## WHAT IS EXPECTED:
Please set down, exactly as written, the line containing "flag is set" and every line after it through the end of the records.

-*-*-

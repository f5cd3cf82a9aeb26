//! Cooperative cancellation
//!
//! The binary flips the flag from its Ctrl-C handler; the pipeline checks it
//! between steps so an interrupted run still removes its staging tree.

use std::sync::atomic::{AtomicBool, Ordering};
use std::sync::Arc;

use crate::error::{DeployError, DeployResult};

/// Shared cancellation flag
#[derive(Debug, Clone, Default)]
pub struct CancelFlag(Arc<AtomicBool>);

impl CancelFlag {
    pub fn new() -> Self {
        Self::default()
    }

    pub fn cancel(&self) {
        self.0.store(true, Ordering::SeqCst);
    }

    pub fn is_cancelled(&self) -> bool {
        self.0.load(Ordering::SeqCst)
    }

    /// `Err(Cancelled)` once the flag is set
    pub fn check(&self) -> DeployResult<()> {
        if self.is_cancelled() {
            Err(DeployError::Cancelled)
        } else {
            Ok(())
        }
    }
}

-*-*-

## RESPONSE:
    /// `Err(Cancelled)` once the flag is set
    pub fn check(&self) -> DeployResult<()> {
        if self.is_cancelled() {
            Err(DeployError::Cancelled)
        } else {
            Ok(())
        }
    }
}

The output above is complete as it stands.